Эпилог

Либерализм австрийской школы завершает одну эпоху в истории либерализма и открывает другую. Положив в основание либеральной политической философии открытия теории предельной полезности, «австрийцы» свели счеты со старым либерализмом и открыли перед ним новые горизонты.

Либерализм старой школы оказался неспособен ответить на несправедливые обвинения в том, что он якобы обеспечил идеологическую поддержку презренному капитализму laissez faire. Он не смог противостоять ни новой науке об обществе, которая явилась результатом экспансии идей позитивизма, ни даже слиянию историцизма и социализма в обещающую спасение квазирелигию становления. Кроме крайне неблагоприятных исторических обстоятельств, ситуацию усугубило осознание того, что теоретические принципы классического либерализма окончательно устарели. Лидеры австрийской школы, вступившие в борьбу в этой ситуации, поняли, что будущее зависит прежде всего от того, способны ли они разработать новую философию социальных наук. Одновременно с перестройкой теоретического фундамента либерализма появилась новая трактовка истории либеральной мысли, основанная на позитивной переоценке традиции стихийного порядка. Такой порядок, особенно в работах Хайека, стал рассматриваться как сущность либерализма. В результате некоторым фигурам, слишком тесно, по его мнению, связанным с рационализмом и утилитаризмом, было отведено место на задворках истории либерализма, в то время как другие авторы, такие как Бёрк и Савиньи, выдвинулись на первый план и пополнили ряды истинных либералов. Разумеется, у «новой версии» истории либерализма есть и достоинства, и недостатки, но невозможно отрицать оригинальность и последовательность ее концептуальной структуры, что делает ее вехой в истории и теории.
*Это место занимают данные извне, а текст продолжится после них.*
//!
//! # Paths
//!
//! Open centerlines with a width and end-cap style,
//! and their conversion to outline [Polygon]s.
//!

// Std-Lib
use std::f64::consts::PI;

// Crates.io
use serde::{Deserialize, Serialize};

// Local imports
use crate::bbox::{BoundBox, BoundBoxTrait};
use crate::element::{validate_data_type, validate_layer, ElementTrait};
use crate::error::{LayoutError, LayoutResult};
use crate::point::{Point, EPSILON};
use crate::polygon::Polygon;

/// Number of segments approximating each semicircular end of a [PathType::Round] path
const ROUND_CAP_SEGMENTS: usize = 32;

/// # Path End-Cap Styles
///
/// Numbered per the GDSII `PATHTYPE` record.
///
#[derive(Debug, Clone, Copy, PartialEq, Eq, Hash, Serialize, Deserialize)]
pub enum PathType {
    /// Flush with the end points
    Square,
    /// Semicircular, centered on the end points
    Round,
    /// Square, extended by half the width past the end points
    Overlap,
    /// Square, extended by the path's begin and end extensions
    Extended,
}
impl PathType {
    /// GDSII `PATHTYPE` code
    pub fn code(&self) -> i16 {
        match self {
            Self::Square => 0,
            Self::Round => 1,
            Self::Overlap => 2,
            Self::Extended => 4,
        }
    }
    /// Create from a GDSII `PATHTYPE` code
    pub fn from_code(code: i16) -> LayoutResult<Self> {
        match code {
            0 => Ok(Self::Square),
            1 => Ok(Self::Round),
            2 => Ok(Self::Overlap),
            4 => Ok(Self::Extended),
            _ => LayoutError::invalid(format!("Invalid path type {}", code)),
        }
    }
}
impl Default for PathType {
    fn default() -> Self {
        Self::Square
    }
}

/// # Path
///
/// Open sequence of at least two [Point]s, drawn with `width`.
/// A missing or zero width marks a zero-width "hairline" path.
///
#[derive(Debug, Clone, PartialEq, Serialize, Deserialize)]
pub struct Path {
    points: Vec<Point>,
    layer: u8,
    data_type: u16,
    path_type: Option<PathType>,
    width: Option<f64>,
    begin_extension: Option<f64>,
    end_extension: Option<f64>,
}
impl Path {
    /// Create a new [Path]. Fails for fewer than two points, or an out-of-range layer or data-type.
    pub fn new(
        points: impl IntoIterator<Item = impl Into<Point>>,
        layer: i32,
        data_type: i32,
        path_type: Option<PathType>,
        width: Option<f64>,
    ) -> LayoutResult<Self> {
        let points: Vec<Point> = points.into_iter().map(Into::into).collect();
        if points.len() < 2 {
            return LayoutError::invalid(format!(
                "Path requires at least two points, got {}",
                points.len()
            ));
        }
        Ok(Self {
            points,
            layer: validate_layer(layer)?,
            data_type: validate_data_type(data_type)?,
            path_type,
            width,
            begin_extension: None,
            end_extension: None,
        })
    }
    /// Set the begin and end extensions, applied by [PathType::Extended] paths
    pub fn with_extensions(mut self, begin: Option<f64>, end: Option<f64>) -> Self {
        self.begin_extension = begin;
        self.end_extension = end;
        self
    }
    /// Our centerline points
    pub fn points(&self) -> &[Point] {
        &self.points
    }
    /// Layer number
    pub fn layer(&self) -> u8 {
        self.layer
    }
    /// Data-type number
    pub fn data_type(&self) -> u16 {
        self.data_type
    }
    /// End-cap style, if specified
    pub fn path_type(&self) -> Option<PathType> {
        self.path_type
    }
    /// Width, if specified
    pub fn width(&self) -> Option<f64> {
        self.width
    }
    /// Extension past the first point, for [PathType::Extended] paths
    pub fn begin_extension(&self) -> Option<f64> {
        self.begin_extension
    }
    /// Extension past the last point, for [PathType::Extended] paths
    pub fn end_extension(&self) -> Option<f64> {
        self.end_extension
    }
    /// Set the layer number. Fails if out of range.
    pub fn set_layer(&mut self, layer: i32) -> LayoutResult<&mut Self> {
        self.layer = validate_layer(layer)?;
        Ok(self)
    }
    /// Set the data-type number. Fails if out of range.
    pub fn set_data_type(&mut self, data_type: i32) -> LayoutResult<&mut Self> {
        self.data_type = validate_data_type(data_type)?;
        Ok(self)
    }
    /// Set the end-cap style
    pub fn set_path_type(&mut self, path_type: Option<PathType>) -> &mut Self {
        self.path_type = path_type;
        self
    }
    /// Set the width
    pub fn set_width(&mut self, width: Option<f64>) -> &mut Self {
        self.width = width;
        self
    }
    /// Boolean indication of whether we have no (or zero) width, and hence no area
    pub fn is_hairline(&self) -> bool {
        self.width.unwrap_or(0.).abs() / 2. < EPSILON
    }
    /// Sum of segment lengths along the centerline
    pub fn length(&self) -> f64 {
        self.points
            .windows(2)
            .map(|w| w[0].distance_to(&w[1]))
            .sum()
    }
    /// Distances by which the outline extends past the (first, last) points
    fn extensions(&self, half_width: f64) -> (f64, f64) {
        match self.path_type.unwrap_or_default() {
            PathType::Square | PathType::Round => (0., 0.),
            PathType::Overlap => (half_width, half_width),
            PathType::Extended => (
                self.begin_extension.unwrap_or(0.),
                self.end_extension.unwrap_or(0.),
            ),
        }
    }
    ///
    /// Outline [Polygon], on our layer and data-type.
    ///
    /// Offsets the centerline by half our width on either side, mitering interior corners,
    /// and applying our [PathType]'s treatment at each end.
    /// Hairline paths, with no or zero width, produce a zero-area outline which
    /// runs out along the centerline and back.
    ///
    pub fn outline(&self) -> Polygon {
        // Drop repeated points, which have no direction
        let mut pts = self.points.clone();
        pts.dedup_by(|a, b| a.is_close(b));

        if self.is_hairline() || pts.len() < 2 {
            let back: Vec<Point> = pts
                .iter()
                .rev()
                .skip(1)
                .take(pts.len().saturating_sub(2))
                .copied()
                .collect();
            pts.extend(back);
            return Polygon::from_parts(pts, self.layer, self.data_type);
        }
        let half = self.width.unwrap_or(0.).abs() / 2.;
        // Unit direction of each segment
        let dirs: Vec<Point> = pts
            .windows(2)
            .map(|w| {
                let d = w[1] - w[0];
                d * (1. / d.norm())
            })
            .collect();
        let normal = |d: &Point| Point::new(-d.y, d.x);
        let n = pts.len();

        // Apply the end extensions
        let (begin_ext, end_ext) = self.extensions(half);
        pts[0] = pts[0] - dirs[0] * begin_ext;
        pts[n - 1] = pts[n - 1] + dirs[n - 2] * end_ext;

        // Left-hand offset of each point. Interior points are mitered.
        let offsets: Vec<Point> = (0..n)
            .map(|i| {
                if i == 0 {
                    normal(&dirs[0]) * half
                } else if i == n - 1 {
                    normal(&dirs[n - 2]) * half
                } else {
                    let (n0, n1) = (normal(&dirs[i - 1]), normal(&dirs[i]));
                    let sum = n0 + n1;
                    let len = sum.norm();
                    if len < EPSILON {
                        // Reversing direction; no meaningful miter
                        n0 * half
                    } else {
                        let bisector = sum * (1. / len);
                        bisector * (half / bisector.dot(&n0))
                    }
                }
            })
            .collect();

        let mut outline: Vec<Point> = Vec::with_capacity(2 * n + 2 * ROUND_CAP_SEGMENTS);
        outline.extend(pts.iter().zip(offsets.iter()).map(|(p, o)| *p + *o));
        if self.path_type == Some(PathType::Round) {
            outline.extend(round_cap(pts[n - 1], offsets[n - 1]));
        }
        outline.extend(pts.iter().zip(offsets.iter()).rev().map(|(p, o)| *p - *o));
        if self.path_type == Some(PathType::Round) {
            outline.extend(round_cap(pts[0], -offsets[0]));
        }
        Polygon::from_parts(outline, self.layer, self.data_type)
    }
}
/// Interior points of a semicircular cap about `centre`,
/// sweeping clockwise from `centre + start` to `centre - start`.
fn round_cap(centre: Point, start: Point) -> impl Iterator<Item = Point> {
    let radius = start.norm();
    let angle0 = start.y.atan2(start.x);
    (1..ROUND_CAP_SEGMENTS).map(move |k| {
        let angle = angle0 - PI * (k as f64) / (ROUND_CAP_SEGMENTS as f64);
        centre + Point::new(radius * angle.cos(), radius * angle.sin())
    })
}
impl ElementTrait for Path {
    /// Bounding box of our outline
    fn bounding_box(&self) -> BoundBox {
        self.outline().points().bbox()
    }
    fn anchor(&self) -> Point {
        self.points.first().copied().unwrap_or_default()
    }
    fn translate(&mut self, delta: Point) {
        self.points.iter_mut().for_each(|p| *p += delta);
    }
    fn rotate_about(&mut self, angle: f64, centre: Point) {
        self.points
            .iter_mut()
            .for_each(|p| *p = p.rotate(angle, centre));
    }
    /// Scales points, width, and extensions
    fn scale_about(&mut self, factor: f64, centre: Point) {
        self.points
            .iter_mut()
            .for_each(|p| *p = p.scale(factor, centre));
        self.width = self.width.map(|w| w * factor.abs());
        self.begin_extension = self.begin_extension.map(|e| e * factor.abs());
        self.end_extension = self.end_extension.map(|e| e * factor.abs());
    }
    fn reflect_x(&mut self) {
        self.points.iter_mut().for_each(|p| *p = p.reflect_x());
    }
}
impl std::fmt::Display for Path {
    fn fmt(&self, f: &mut std::fmt::Formatter) -> std::fmt::Result {
        write!(
            f,
            "Path with {} point(s), starting at {} on layer {}, data type {}, {:?}, width {}",
            self.points.len(),
            self.anchor(),
            self.layer,
            self.data_type,
            self.path_type.unwrap_or_default(),
            self.width.unwrap_or(0.)
        )
    }
}

#[cfg(test)]
mod tests {
    use super::*;
    use crate::Movable;

    fn vertical(path_type: Option<PathType>) -> Path {
        Path::new([(0., 0.), (0., 1.)], 0, 0, path_type, Some(1.)).unwrap()
    }

    #[test]
    fn validation() {
        assert!(matches!(
            Path::new([(0., 0.)], 0, 0, None, None),
            Err(LayoutError::Validation(_))
        ));
        assert!(Path::new([(0., 0.), (1., 0.)], 256, 0, None, None).is_err());
        assert!(PathType::from_code(3).is_err());
        for pt in [
            PathType::Square,
            PathType::Round,
            PathType::Overlap,
            PathType::Extended,
        ] {
            assert_eq!(PathType::from_code(pt.code()).unwrap(), pt);
        }
    }
    #[test]
    fn length() -> LayoutResult<()> {
        let path = Path::new([(0., 0.), (1., 0.), (1., 1.)], 0, 0, None, Some(0.1))?;
        assert_eq!(path.length(), 2.0);
        Ok(())
    }
    #[test]
    fn square_outline() {
        let outline = vertical(None).outline();
        let expected =
            Polygon::new([(-0.5, 0.), (0.5, 0.), (0.5, 1.), (-0.5, 1.)], 0, 0).unwrap();
        assert!(outline.looks_like(&expected));
        let bbox = vertical(Some(PathType::Square)).bounding_box();
        assert_eq!(bbox.p0, Point::new(-0.5, 0.));
        assert_eq!(bbox.p1, Point::new(0.5, 1.));
    }
    #[test]
    fn overlap_outline() {
        let bbox = vertical(Some(PathType::Overlap)).bounding_box();
        assert_eq!(bbox.p0, Point::new(-0.5, -0.5));
        assert_eq!(bbox.p1, Point::new(0.5, 1.5));
    }
    #[test]
    fn extended_outline() {
        let path = vertical(Some(PathType::Extended)).with_extensions(Some(0.25), Some(2.));
        let bbox = path.bounding_box();
        assert_eq!(bbox.p0, Point::new(-0.5, -0.25));
        assert_eq!(bbox.p1, Point::new(0.5, 3.));
    }
    #[test]
    fn round_outline() {
        let outline = vertical(Some(PathType::Round)).outline();
        // Two points per side, plus each cap's interior points, plus closure
        assert_eq!(outline.points().len(), 4 + 2 * (ROUND_CAP_SEGMENTS - 1) + 1);
        let bbox = outline.bounding_box();
        assert!(bbox.p0.is_close(&Point::new(-0.5, -0.5)));
        assert!(bbox.p1.is_close(&Point::new(0.5, 1.5)));
        assert!(outline.contains((0., 1.45)));
        assert!(!outline.contains((0.45, 1.45)));
    }
    #[test]
    fn mitered_corners() -> LayoutResult<()> {
        let path = Path::new([(0., 0.), (2., 0.), (2., 2.)], 0, 0, None, Some(1.))?;
        let outline = path.outline();
        let expected = Polygon::new(
            [
                (0., 0.5),
                (1.5, 0.5),
                (1.5, 2.),
                (2.5, 2.),
                (2.5, -0.5),
                (0., -0.5),
            ],
            0,
            0,
        )?;
        assert!(outline.looks_like(&expected));
        assert!((outline.area() - 4.0).abs() < 1e-9);
        Ok(())
    }
    #[test]
    fn hairlines() -> LayoutResult<()> {
        let path = Path::new([(0., 0.), (1., 0.), (1., 1.)], 0, 0, None, None)?;
        assert!(path.is_hairline());
        let outline = path.outline();
        assert_eq!(outline.points().len(), 5);
        assert_eq!(outline.area(), 0.);
        let bbox = path.bounding_box();
        assert_eq!(bbox.p1, Point::new(1., 1.));

        let zero = Path::new([(0., 0.), (2., 0.)], 0, 0, Some(PathType::Square), Some(0.))?;
        assert!(zero.is_hairline());
        assert_eq!(zero.outline().area(), 0.);
        Ok(())
    }
    #[test]
    fn scaling() -> LayoutResult<()> {
        let mut path = vertical(None);
        path.scale(2., Point::origin());
        assert_eq!(path.width(), Some(2.));
        assert_eq!(path.points()[1], Point::new(0., 2.));
        Ok(())
    }
}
Если Хайека и можно упрекнуть в чем-то, то лишь в том, что он не ссылается на традицию немецкого либерализма в целом, а лишь иногда выделяет отдельных немецких либеральных мыслителей. Вопрос в данном случае в том, существовала ли в немецкой культуре «либеральная традиция» как таковая или же в ней можно найти лишь отдельные примеры либеральных мыслителей. С этой точки зрения австрийская школа с самого начала противостояла «немецкой культуре», которую она считала антилиберальной. Однако такой подход не исключал возможности причисления к либеральной традиции некоторых немецких философов, например Канта, Гумбольдта и Савиньи.

В исторической перспективе сопоставление взглядов Хайека и Мизеса обнаруживает существенные различия между ними. Хайек критиковал Мизеса за то, что основания его либерализма носят слишком рационалистический и утилитарный характер. Когда Мизес приступил к очерку истории либерализма, он опирался на иные источники, чем Хайек и — до него — Менгер.

Неудивительно, что Мизес ощущал близость к представителям рационалистической и утилитаристской традиции, которая была чужда Менгеру и Хайеку. Кроме того, даже когда все трое положительно оценивали одних и тех же авторов, их мотивировки были различны. Тем не менее, пусть даже с хронологической точки зрения, именно Мизес приступил к той работе по обновлению либерализма, которую предстояло продолжить и развить Хайеку.

Изложенная Менгером в «Исследованиях» теория происхождения и развития социальных институтов, несмотря на то, что Мизес и Хайек оценивали ее по-разному, заложила основания нового либерализма и предвосхитила ту критику историцизма и сциентизма, из которой родилась политическая философия австрийской школы. Эту политическую философию можно воспринимать как попытку предложить политической философии новую роль после трагического (и предсказанного) краха историцизма и конструктивистского рационализма. Кроме того, она была результатом осознания того, что менгеровская теория возникновения общественных институтов (языка, денег, права, государства, религии и т.д.) способна вызвать революцию в структуре социальных наук, пересмотр отношений между ними и положить конец приоритетному статусу политической науки.